The Macao Open ran May 28-31, 2026 at The Venetian Macao’s Cotai Expo in Macao, China, and registration closed with 608 players. PPA Tour Asia listed the event as a US$70,000 stop with 500 points available for doubles gold, a scale that made the title feel like more than a regional novelty. For players chasing competitive reps outside the United States, this was a meaningful stop on the Asia expansion calendar, with age-bracket play giving 35-plus competitors a legitimate path to medals and ranking value.

Zoleta’s win added another line to a résumé that already includes international pickleball success. Philippine reporting has described her as a Southeast Asian Games gold medalist and a decorated former soft tennis athlete, and she had already collected pickleball gold in Asia-related competition before Macao. At 35-plus, she did not just survive another draw. She went undefeated to reach the championship round and finished the job, underscoring how established racket-sport veterans are quickly becoming the benchmark in this side of the game.

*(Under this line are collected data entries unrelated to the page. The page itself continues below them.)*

//! OpenAI Chat Completions request and response types

use serde::{Deserialize, Serialize};

use crate::llm::core::types::{is_reasoning_model, CompletionRequest};

/// Request body for `POST /v1/chat/completions`
#[derive(Debug, Clone, Serialize)]
pub struct ChatCompletionRequest {
    pub model: String,
    pub messages: Vec<ChatMessage>,
    #[serde(skip_serializing_if = "Option::is_none")]
    pub max_tokens: Option<u32>,
    /// Replaces `max_tokens` for the o-series reasoning models
    #[serde(skip_serializing_if = "Option::is_none")]
    pub max_completion_tokens: Option<u32>,
    #[serde(skip_serializing_if = "Option::is_none")]
    pub temperature: Option<f32>,
    pub stream: bool,
}

/// One message in the conversation
#[derive(Debug, Clone, PartialEq, Serialize, Deserialize)]
pub struct ChatMessage {
    /// "system", "user" or "assistant"
    pub role: String,
    /// Absent when the model returns only tool calls or a refusal
    #[serde(default)]
    pub content: Option<String>,
}

impl ChatMessage {
    fn new(role: &str, content: String) -> Self {
        Self {
            role: role.to_string(),
            content: Some(content),
        }
    }
}

/// Response body of a non-streaming completion
#[derive(Debug, Clone, Deserialize)]
pub struct ChatCompletionResponse {
    #[serde(default)]
    pub id: Option<String>,
    pub choices: Vec<ChatChoice>,
}

#[derive(Debug, Clone, Deserialize)]
pub struct ChatChoice {
    pub message: ChatMessage,
    #[serde(default)]
    pub finish_reason: Option<String>,
}

/// Error envelope: `{"error": {"message": ..., "type": ..., "code": ...}}`
#[derive(Debug, Clone, Deserialize)]
pub struct ErrorEnvelope {
    pub error: ErrorBody,
}

#[derive(Debug, Clone, Deserialize)]
pub struct ErrorBody {
    pub message: String,
    #[serde(default, rename = "type")]
    pub error_type: Option<String>,
    #[serde(default)]
    pub code: Option<String>,
}

/// Convert an abstract request into the OpenAI wire format
pub fn to_openai_request(model: &str, request: CompletionRequest) -> ChatCompletionRequest {
    let mut messages = Vec::with_capacity(2);
    if let Some(system) = request.system {
        messages.push(ChatMessage::new("system", system));
    }
    messages.push(ChatMessage::new("user", request.prompt));

    let max_tokens = request.config.max_tokens;
    if is_reasoning_model(model) {
        // Reasoning models reject `max_tokens` and any non-default temperature
        ChatCompletionRequest {
            model: model.to_string(),
            messages,
            max_tokens: None,
            max_completion_tokens: Some(max_tokens),
            temperature: None,
            stream: false,
        }
    } else {
        ChatCompletionRequest {
            model: model.to_string(),
            messages,
            max_tokens: Some(max_tokens),
            max_completion_tokens: None,
            temperature: request.config.temperature,
            stream: false,
        }
    }
}

impl ChatCompletionResponse {
    /// Text of the first choice, if any
    pub fn into_text(self) -> Option<String> {
        self.choices
            .into_iter()
            .next()
            .and_then(|choice| choice.message.content)
            .filter(|text| !text.trim().is_empty())
    }
}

Agra’s side of the partnership is just as telling for where amateur pickleball is headed. She won her first pickleball title earlier in 2026 at the Philippine Pickleball League Luzon Open in Kawit, Cavite, and Philippine news has identified her as the country’s No. 1 padel player and a former national junior tennis player. That crossover profile is becoming one of the sport’s defining patterns in Asia: players with real court craft, quick hands and tournament experience are moving into pickleball and immediately contending for trophies.

Together, Zoleta and Agra turned Macao into a snapshot of the sport’s next phase. The brackets are deeper, the age divisions are meaningful and the events now carry enough points and prize money to matter to players who see themselves as competitors first and newcomers second. For the amateur game, that is the real story behind the gold.